The trick to consistent Bible reading is not treating it like one more item on your to-do list.
I’m working on a novel right now where I want one of my main characters to read the Bible. She wants to read it. But the tensions of the book are happening fast and furious, leaving her no time to read it. Or so she thinks.
As I mulled over where I’m going to stick in a Bible reading session for Johanna, I found myself chuckling inwardly. She sounds so much like me. Where can I stick in my Bible reading into my busy schedule? My days often start with a lurch. Half way through my morning I find myself trying to pick up my Bible in the midst of juggling all the balls of my daily activities. I know in my head the simple solution and I bet I can guess what you are thinking you would like to tell me – and Johanna.

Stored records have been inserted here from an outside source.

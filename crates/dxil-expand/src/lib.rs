//! Intrinsic expansion for DXIL code generation.
//!
//! High-level math and logic intrinsics (`abs`, `exp`, `log`, `log10`, `pow`, `dx.any`,
//! `dx.clamp`, `dx.uclamp`, `dx.lerp`, `dx.sdot`, `dx.udot`) are rewritten into primitive
//! operations the DXIL backend can lower directly, and calls through automatic
//! differentiation wrappers are lowered to Enzyme entry points with flattened arguments.
//!
//! Any inconsistency found while rewriting is reported as an [`ExpansionError`]; the module
//! may be partially rewritten at that point and compilation must not continue.

#![forbid(unsafe_code)]

mod diff;
mod error;
mod intrinsics;
mod pass;

pub use crate::diff::{ArgTag, DiffMode, AUTODIFF_PREFIX, FWDDIFF_PREFIX};
pub use crate::error::ExpansionError;
pub use crate::intrinsics::{expandable_intrinsics, is_expandable};
pub use crate::pass::{expand_intrinsics, IntrinsicExpansion, PreservedAnalyses};
use crate::intrinsic::Intrinsic;
use crate::module::{
    BinaryOp, BlockId, FloatPredicate, FuncId, InstId, InstKind, IntPredicate, IrError, Module,
    Value,
};
use crate::types::{ScalarType, StructId, Type};

/// Creates instructions at an insertion point.
///
/// Positioned either before an existing instruction (every new instruction goes in front of
/// it, so a sequence of calls lands in order) or at the end of a block.
pub struct Builder<'m> {
    module: &'m mut Module,
    block: BlockId,
    before: Option<InstId>,
}

impl<'m> Builder<'m> {
    pub fn at_end(module: &'m mut Module, block: BlockId) -> Self {
        Self {
            module,
            block,
            before: None,
        }
    }

    /// Inserts in front of `inst`.
    ///
    /// # Panics
    ///
    /// If `inst` has been erased.
    pub fn before(module: &'m mut Module, inst: InstId) -> Self {
        let block = module
            .inst(inst)
            .block()
            .unwrap_or_else(|| panic!("cannot insert before erased instruction {inst:?}"));
        Self {
            module,
            block,
            before: Some(inst),
        }
    }

    pub fn module(&mut self) -> &mut Module {
        &mut *self.module
    }

    fn push(&mut self, kind: InstKind, ty: Type) -> Value {
        Value::Inst(self.push_inst(kind, ty))
    }

    fn push_inst(&mut self, kind: InstKind, ty: Type) -> InstId {
        self.module.insert_inst(kind, ty, self.block, self.before)
    }

    pub fn binary(&mut self, op: BinaryOp, lhs: Value, rhs: Value) -> Value {
        let ty = self.module.value_type(lhs);
        self.push(InstKind::Binary { op, lhs, rhs }, ty)
    }

    pub fn add(&mut self, lhs: Value, rhs: Value) -> Value {
        self.binary(BinaryOp::Add, lhs, rhs)
    }

    pub fn sub(&mut self, lhs: Value, rhs: Value) -> Value {
        self.binary(BinaryOp::Sub, lhs, rhs)
    }

    pub fn mul(&mut self, lhs: Value, rhs: Value) -> Value {
        self.binary(BinaryOp::Mul, lhs, rhs)
    }

    pub fn fadd(&mut self, lhs: Value, rhs: Value) -> Value {
        self.binary(BinaryOp::FAdd, lhs, rhs)
    }

    pub fn fsub(&mut self, lhs: Value, rhs: Value) -> Value {
        self.binary(BinaryOp::FSub, lhs, rhs)
    }

    pub fn fmul(&mut self, lhs: Value, rhs: Value) -> Value {
        self.binary(BinaryOp::FMul, lhs, rhs)
    }

    pub fn or(&mut self, lhs: Value, rhs: Value) -> Value {
        self.binary(BinaryOp::Or, lhs, rhs)
    }

    pub fn icmp(&mut self, pred: IntPredicate, lhs: Value, rhs: Value) -> Value {
        let ty = self.module.value_type(lhs).with_scalar(ScalarType::I1);
        self.push(InstKind::ICmp { pred, lhs, rhs }, ty)
    }

    pub fn fcmp(&mut self, pred: FloatPredicate, lhs: Value, rhs: Value) -> Value {
        let ty = self.module.value_type(lhs).with_scalar(ScalarType::I1);
        self.push(InstKind::FCmp { pred, lhs, rhs }, ty)
    }

    pub fn extract_element(&mut self, vector: Value, index: u32) -> Value {
        let ty = self
            .module
            .value_type(vector)
            .scalar_type()
            .map_or(Type::Void, Type::Scalar);
        self.push(InstKind::ExtractElement { vector, index }, ty)
    }

    pub fn extract_value(&mut self, aggregate: Value, index: u32) -> Value {
        let ty = match self.module.value_type(aggregate) {
            Type::Struct(id) => self
                .module
                .struct_type(id)
                .fields
                .get(index as usize)
                .copied()
                .unwrap_or(Type::Void),
            _ => Type::Void,
        };
        self.push(InstKind::ExtractValue { aggregate, index }, ty)
    }

    /// Direct call of `callee`.
    pub fn call(&mut self, callee: FuncId, args: &[Value]) -> Result<Value, IrError> {
        let func = self.module.function(callee);
        if func.ty.params.len() != args.len() {
            return Err(IrError::CallArity {
                callee: func.name.clone(),
                expected: func.ty.params.len(),
                found: args.len(),
            });
        }
        let ty = func.ty.ret;
        Ok(self.push(
            InstKind::Call {
                callee: Value::Func(callee),
                args: args.to_vec(),
                tail: false,
            },
            ty,
        ))
    }

    /// Calls the `overload` instance of `intrinsic`, declaring it if needed.
    pub fn call_intrinsic(
        &mut self,
        intrinsic: Intrinsic,
        overload: Type,
        args: &[Value],
    ) -> Result<Value, IrError> {
        let callee = self.module.get_or_insert_intrinsic(intrinsic, overload)?;
        self.call(callee, args)
    }

    pub fn alloca(&mut self, allocated: Type) -> Value {
        self.push(InstKind::Alloca { allocated }, Type::Ptr)
    }

    pub fn struct_gep(&mut self, ty: StructId, ptr: Value, field: u32) -> Value {
        self.push(InstKind::StructGep { ty, ptr, field }, Type::Ptr)
    }

    pub fn load(&mut self, ty: Type, ptr: Value) -> Value {
        self.push(InstKind::Load { ptr }, ty)
    }

    pub fn store(&mut self, value: Value, ptr: Value) -> InstId {
        self.push_inst(InstKind::Store { value, ptr }, Type::Void)
    }

    pub fn ret(&mut self, value: Option<Value>) -> InstId {
        self.push_inst(InstKind::Ret { value }, Type::Void)
    }
}

#[cfg(test)]
mod tests {
    use super::*;
    use crate::types::FunctionType;

    #[test]
    fn before_inserts_in_order_ahead_of_the_anchor() {
        let mut m = Module::new("t");
        let f = m
            .add_function("f", FunctionType::new(Type::I32, [Type::I32]))
            .unwrap();
        let entry = m.append_block(f);
        let x = Value::Arg(f, 0);
        let ret = Builder::at_end(&mut m, entry).ret(Some(x));

        let mut b = Builder::before(&mut m, ret);
        let a = b.add(x, x);
        let c = b.mul(a, x);

        let order: Vec<Value> = m
            .block(entry)
            .insts()
            .iter()
            .map(|&i| Value::Inst(i))
            .collect();
        assert_eq!(order, vec![a, c, Value::Inst(ret)]);
    }

    #[test]
    fn result_types() {
        let mut m = Module::new("t");
        let v3f = Type::Vector(ScalarType::F32, 3);
        let f = m.add_function("f", FunctionType::new(Type::Void, [v3f])).unwrap();
        let entry = m.append_block(f);
        let x = Value::Arg(f, 0);
        let zero = m.const_float(v3f, 0.0);

        let mut b = Builder::at_end(&mut m, entry);
        let cmp = b.fcmp(FloatPredicate::Une, x, zero);
        let lane = b.extract_element(cmp, 2);
        let any = b.call_intrinsic(Intrinsic::DxAny, v3f, &[x]).unwrap();
        assert!(b.call_intrinsic(Intrinsic::DxAny, v3f, &[]).is_err());

        assert_eq!(m.value_type(cmp), Type::Vector(ScalarType::I1, 3));
        assert_eq!(m.value_type(lane), Type::I1);
        assert_eq!(m.value_type(any), Type::I1);
    }
}
use thiserror::Error;

use crate::types::{
    ComparisonFunc, DescriptorRangeFlags, DescriptorRangeType, Filter, RootDescriptorFlags,
    RootParameterType, RootSignatureFlags, RootSignatureVersion, ShaderVisibility,
    StaticBorderColor, TextureAddressMode,
};

/// `offset` value meaning "immediately after the previous range".
pub const DESCRIPTOR_RANGE_OFFSET_APPEND: u32 = 0xffff_ffff;
/// First register space reserved for system use.
pub const SYSTEM_RESERVED_REGISTER_SPACE_START: u32 = 0xffff_fff0;
pub const MIP_LOD_BIAS_MIN: f32 = -16.0;
pub const MIP_LOD_BIAS_MAX: f32 = 15.99;
pub const MAX_ANISOTROPY: u32 = 16;

/// In-memory root signature.
///
/// Sub-tables are owned by value; descriptor tables reference their ranges by index into
/// [`RootSignatureDesc::descriptor_ranges`]. Word offsets only exist in the serialized form.
#[derive(Debug, Clone, PartialEq)]
pub struct RootSignatureDesc {
    pub version: RootSignatureVersion,
    pub flags: RootSignatureFlags,
    pub parameters: Vec<RootParameter>,
    pub static_samplers: Vec<StaticSamplerDesc>,
    pub descriptor_ranges: Vec<DescriptorRange>,
}

#[derive(Debug, Clone, Copy, PartialEq, Eq)]
pub struct RootParameter {
    pub visibility: ShaderVisibility,
    pub kind: RootParameterKind,
}

#[derive(Debug, Clone, Copy, PartialEq, Eq)]
pub enum RootParameterKind {
    Constants32Bit(RootConstants),
    Descriptor(RootDescriptor),
    DescriptorTable(DescriptorTable),
}

impl RootParameterKind {
    pub fn parameter_type(&self) -> RootParameterType {
        match self {
            RootParameterKind::Constants32Bit(_) => RootParameterType::Constants32Bit,
            RootParameterKind::Descriptor(desc) => desc.kind.parameter_type(),
            RootParameterKind::DescriptorTable(_) => RootParameterType::DescriptorTable,
        }
    }
}

#[derive(Debug, Clone, Copy, PartialEq, Eq, Default)]
pub struct RootConstants {
    pub shader_register: u32,
    pub register_space: u32,
    pub num_32bit_values: u32,
}

/// Which view an inline root descriptor binds.
#[derive(Debug, Clone, Copy, PartialEq, Eq, Hash)]
pub enum RootDescriptorKind {
    Cbv,
    Srv,
    Uav,
}

impl RootDescriptorKind {
    pub fn parameter_type(self) -> RootParameterType {
        match self {
            RootDescriptorKind::Cbv => RootParameterType::Cbv,
            RootDescriptorKind::Srv => RootParameterType::Srv,
            RootDescriptorKind::Uav => RootParameterType::Uav,
        }
    }

    pub fn from_parameter_type(ty: RootParameterType) -> Option<Self> {
        match ty {
            RootParameterType::Cbv => Some(RootDescriptorKind::Cbv),
            RootParameterType::Srv => Some(RootDescriptorKind::Srv),
            RootParameterType::Uav => Some(RootDescriptorKind::Uav),
            RootParameterType::DescriptorTable | RootParameterType::Constants32Bit => None,
        }
    }

    pub fn register_prefix(self) -> char {
        match self {
            RootDescriptorKind::Cbv => 'b',
            RootDescriptorKind::Srv => 't',
            RootDescriptorKind::Uav => 'u',
        }
    }
}

#[derive(Debug, Clone, Copy, PartialEq, Eq)]
pub struct RootDescriptor {
    pub kind: RootDescriptorKind,
    pub shader_register: u32,
    pub register_space: u32,
    /// Present exactly when the signature is version 1.1.
    pub flags: Option<RootDescriptorFlags>,
}

/// A contiguous run of `range_count` entries of the signature's range list.
#[derive(Debug, Clone, Copy, PartialEq, Eq, Default)]
pub struct DescriptorTable {
    pub first_range: u32,
    pub range_count: u32,
}

impl DescriptorTable {
    pub fn range_indices(&self) -> core::ops::Range<usize> {
        let start = self.first_range as usize;
        start..start.saturating_add(self.range_count as usize)
    }
}

#[derive(Debug, Clone, Copy, PartialEq, Eq, Hash)]
pub enum DescriptorRangeOffset {
    Append,
    Explicit(u32),
}

impl DescriptorRangeOffset {
    pub fn from_u32(value: u32) -> Self {
        if value == DESCRIPTOR_RANGE_OFFSET_APPEND {
            DescriptorRangeOffset::Append
        } else {
            DescriptorRangeOffset::Explicit(value)
        }
    }

    pub fn to_u32(self) -> u32 {
        match self {
            DescriptorRangeOffset::Append => DESCRIPTOR_RANGE_OFFSET_APPEND,
            DescriptorRangeOffset::Explicit(value) => value,
        }
    }
}

impl Default for DescriptorRangeOffset {
    fn default() -> Self {
        DescriptorRangeOffset::Append
    }
}

#[derive(Debug, Clone, Copy, PartialEq, Eq)]
pub struct DescriptorRange {
    pub range_type: DescriptorRangeType,
    pub num_descriptors: u32,
    pub base_shader_register: u32,
    pub register_space: u32,
    pub offset: DescriptorRangeOffset,
    /// Must be empty for version 1.0 signatures.
    pub flags: DescriptorRangeFlags,
}

impl DescriptorRange {
    pub fn new(range_type: DescriptorRangeType, base_shader_register: u32) -> Self {
        Self {
            range_type,
            num_descriptors: 1,
            base_shader_register,
            register_space: 0,
            offset: DescriptorRangeOffset::Append,
            flags: DescriptorRangeFlags::empty(),
        }
    }
}

#[derive(Debug, Clone, Copy, PartialEq)]
pub struct StaticSamplerDesc {
    pub filter: Filter,
    pub address_u: TextureAddressMode,
    pub address_v: TextureAddressMode,
    pub address_w: TextureAddressMode,
    pub mip_lod_bias: f32,
    pub max_anisotropy: u32,
    pub comparison_func: ComparisonFunc,
    pub border_color: StaticBorderColor,
    pub min_lod: f32,
    pub max_lod: f32,
    pub shader_register: u32,
    pub register_space: u32,
    pub visibility: ShaderVisibility,
}

impl Default for StaticSamplerDesc {
    fn default() -> Self {
        Self {
            filter: Filter::Anisotropic,
            address_u: TextureAddressMode::Wrap,
            address_v: TextureAddressMode::Wrap,
            address_w: TextureAddressMode::Wrap,
            mip_lod_bias: 0.0,
            max_anisotropy: MAX_ANISOTROPY,
            comparison_func: ComparisonFunc::LessEqual,
            border_color: StaticBorderColor::OpaqueWhite,
            min_lod: 0.0,
            max_lod: f32::MAX,
            shader_register: 0,
            register_space: 0,
            visibility: ShaderVisibility::All,
        }
    }
}

#[derive(Debug, Clone, PartialEq, Error)]
pub enum ValidationError {
    #[error("root flags {flags:#x} are not valid for root signature version {version}")]
    RootFlags { flags: u32, version: &'static str },
    #[error("parameter {parameter}: root descriptor flags {reason}")]
    RootDescriptorFlags {
        parameter: usize,
        reason: &'static str,
    },
    #[error("parameter {parameter}: descriptor table ranges {first}..{end} exceed {available} ranges")]
    TableOutOfBounds {
        parameter: usize,
        first: u32,
        end: u64,
        available: usize,
    },
    #[error("parameter {parameter}: descriptor table mixes sampler and non-sampler ranges")]
    MixedSamplerTable { parameter: usize },
    #[error("descriptor range {range}: flags {flags:#x} {reason}")]
    RangeFlags {
        range: usize,
        flags: u32,
        reason: &'static str,
    },
    #[error("{what}: register space {space:#x} is reserved for system use")]
    ReservedRegisterSpace { what: String, space: u32 },
    #[error("static sampler {sampler}: {reason}")]
    StaticSampler { sampler: usize, reason: String },
}

impl RootSignatureDesc {
    pub fn new(version: RootSignatureVersion) -> Self {
        Self {
            version,
            flags: RootSignatureFlags::empty(),
            parameters: Vec::new(),
            static_samplers: Vec::new(),
            descriptor_ranges: Vec::new(),
        }
    }

    pub fn push_constants(&mut self, visibility: ShaderVisibility, constants: RootConstants) {
        self.parameters.push(RootParameter {
            visibility,
            kind: RootParameterKind::Constants32Bit(constants),
        });
    }

    pub fn push_descriptor(&mut self, visibility: ShaderVisibility, descriptor: RootDescriptor) {
        self.parameters.push(RootParameter {
            visibility,
            kind: RootParameterKind::Descriptor(descriptor),
        });
    }

    /// Appends `ranges` to the range list and adds a table parameter covering exactly them.
    pub fn push_descriptor_table(
        &mut self,
        visibility: ShaderVisibility,
        ranges: impl IntoIterator<Item = DescriptorRange>,
    ) -> DescriptorTable {
        let first_range = self.descriptor_ranges.len() as u32;
        self.descriptor_ranges.extend(ranges);
        let table = DescriptorTable {
            first_range,
            range_count: self.descriptor_ranges.len() as u32 - first_range,
        };
        self.parameters.push(RootParameter {
            visibility,
            kind: RootParameterKind::DescriptorTable(table),
        });
        table
    }

    /// Ranges referenced by `table`, or `None` if it points outside the range list.
    pub fn table_ranges(&self, table: &DescriptorTable) -> Option<&[DescriptorRange]> {
        self.descriptor_ranges.get(table.range_indices())
    }

    /// Checks the per-version and per-field constraints of the signature.
    ///
    /// Every signature accepted here survives a serialize/deserialize round trip unchanged.
    pub fn validate(&self) -> Result<(), ValidationError> {
        let valid_flags = RootSignatureFlags::valid_for(self.version);
        if !valid_flags.contains(self.flags) {
            return Err(ValidationError::RootFlags {
                flags: self.flags.bits(),
                version: self.version.hlsl_name(),
            });
        }

        for (index, param) in self.parameters.iter().enumerate() {
            match &param.kind {
                RootParameterKind::Constants32Bit(constants) => {
                    check_register_space(constants.register_space, || {
                        format!("parameter {index}")
                    })?;
                }
                RootParameterKind::Descriptor(desc) => {
                    check_register_space(desc.register_space, || format!("parameter {index}"))?;
                    self.validate_root_descriptor_flags(index, desc.flags)?;
                }
                RootParameterKind::DescriptorTable(table) => {
                    let end = u64::from(table.first_range) + u64::from(table.range_count);
                    if end > self.descriptor_ranges.len() as u64 {
                        return Err(ValidationError::TableOutOfBounds {
                            parameter: index,
                            first: table.first_range,
                            end,
                            available: self.descriptor_ranges.len(),
                        });
                    }
                    let ranges = &self.descriptor_ranges[table.range_indices()];
                    let samplers = ranges
                        .iter()
                        .filter(|r| r.range_type == DescriptorRangeType::Sampler)
                        .count();
                    if samplers != 0 && samplers != ranges.len() {
                        return Err(ValidationError::MixedSamplerTable { parameter: index });
                    }
                }
            }
        }

        for (index, range) in self.descriptor_ranges.iter().enumerate() {
            check_register_space(range.register_space, || format!("descriptor range {index}"))?;
            self.validate_range_flags(index, range)?;
        }

        for (index, sampler) in self.static_samplers.iter().enumerate() {
            check_register_space(sampler.register_space, || format!("static sampler {index}"))?;
            validate_sampler(index, sampler)?;
        }

        Ok(())
    }

    fn validate_root_descriptor_flags(
        &self,
        parameter: usize,
        flags: Option<RootDescriptorFlags>,
    ) -> Result<(), ValidationError> {
        let reason = match (self.version, flags) {
            (RootSignatureVersion::V1_0, None) => return Ok(()),
            (RootSignatureVersion::V1_0, Some(_)) => "are not allowed in version 1.0",
            (RootSignatureVersion::V1_1, None) => "are required in version 1.1",
            (RootSignatureVersion::V1_1, Some(flags)) => {
                if !RootDescriptorFlags::all().contains(flags) {
                    "contain unknown bits"
                } else if flags.bits().count_ones() > 1 {
                    "combine more than one data flag"
                } else {
                    return Ok(());
                }
            }
        };
        Err(ValidationError::RootDescriptorFlags { parameter, reason })
    }

    fn validate_range_flags(
        &self,
        index: usize,
        range: &DescriptorRange,
    ) -> Result<(), ValidationError> {
        let flags = range.flags;
        let reason = if self.version == RootSignatureVersion::V1_0 {
            (!flags.is_empty()).then_some("are not allowed in version 1.0")
        } else if !DescriptorRangeFlags::all().contains(flags) {
            Some("contain unknown bits")
        } else if range.range_type == DescriptorRangeType::Sampler
            && !DescriptorRangeFlags::VALID_SAMPLER_FLAGS.contains(flags)
        {
            Some("are not valid on a sampler range")
        } else if (flags & DescriptorRangeFlags::DATA_FLAGS).bits().count_ones() > 1 {
            Some("combine more than one data flag")
        } else {
            None
        };

        match reason {
            Some(reason) => Err(ValidationError::RangeFlags {
                range: index,
                flags: flags.bits(),
                reason,
            }),
            None => Ok(()),
        }
    }
}

fn check_register_space(
    space: u32,
    what: impl FnOnce() -> String,
) -> Result<(), ValidationError> {
    if space >= SYSTEM_RESERVED_REGISTER_SPACE_START {
        return Err(ValidationError::ReservedRegisterSpace {
            what: what(),
            space,
        });
    }
    Ok(())
}

fn validate_sampler(index: usize, sampler: &StaticSamplerDesc) -> Result<(), ValidationError> {
    let err = |reason: String| ValidationError::StaticSampler {
        sampler: index,
        reason,
    };

    if !(MIP_LOD_BIAS_MIN..=MIP_LOD_BIAS_MAX).contains(&sampler.mip_lod_bias) {
        return Err(err(format!(
            "mip LOD bias {} is outside [{MIP_LOD_BIAS_MIN}, {MIP_LOD_BIAS_MAX}]",
            sampler.mip_lod_bias
        )));
    }
    if sampler.max_anisotropy > MAX_ANISOTROPY {
        return Err(err(format!(
            "max anisotropy {} exceeds {MAX_ANISOTROPY}",
            sampler.max_anisotropy
        )));
    }
    if sampler.min_lod.is_nan() || sampler.max_lod.is_nan() {
        return Err(err("LOD bounds must not be NaN".to_owned()));
    }
    Ok(())
}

Make time. Make it a priority.
Johanna has another problem. She doesn’t want Owen to see her reading the Bible. He keeps telling her she’d discover what God is like for herself if she would just read the Bible. Johanna longs to experience the peace she saw on her mother’s face when Mama read the Bible. She knows Owen is right. But, dealing with the pride all too common to the rest of us, she doesn’t want Owen to see her and say “I told you so.”. She doesn’t want him to have the satisfaction of winning.
Basically, she’s making her own problems worse.
I can come up with all kinds of reasons, er-excuses why I can’t read the Bible this minute. I’m almost done with my reading plan and I don’t know where to start next. I don’t feel very spiritual right now and I don’t think I would get anything out of it. The sink is full of dirty dishes I didn’t get washed last night. My husband might walk in the door and interrupt me and then where would be the private in private devotions? I don’t have enough time right now to get a good dose of the study part of Bible study so why not wait until I have a better chunk of time?
My already limited time becomes even more strangled by my lousy excuses. Just like Johanna.
Solutions? Same as above. Sometimes you just gotta do it and let everything else work out. It always does.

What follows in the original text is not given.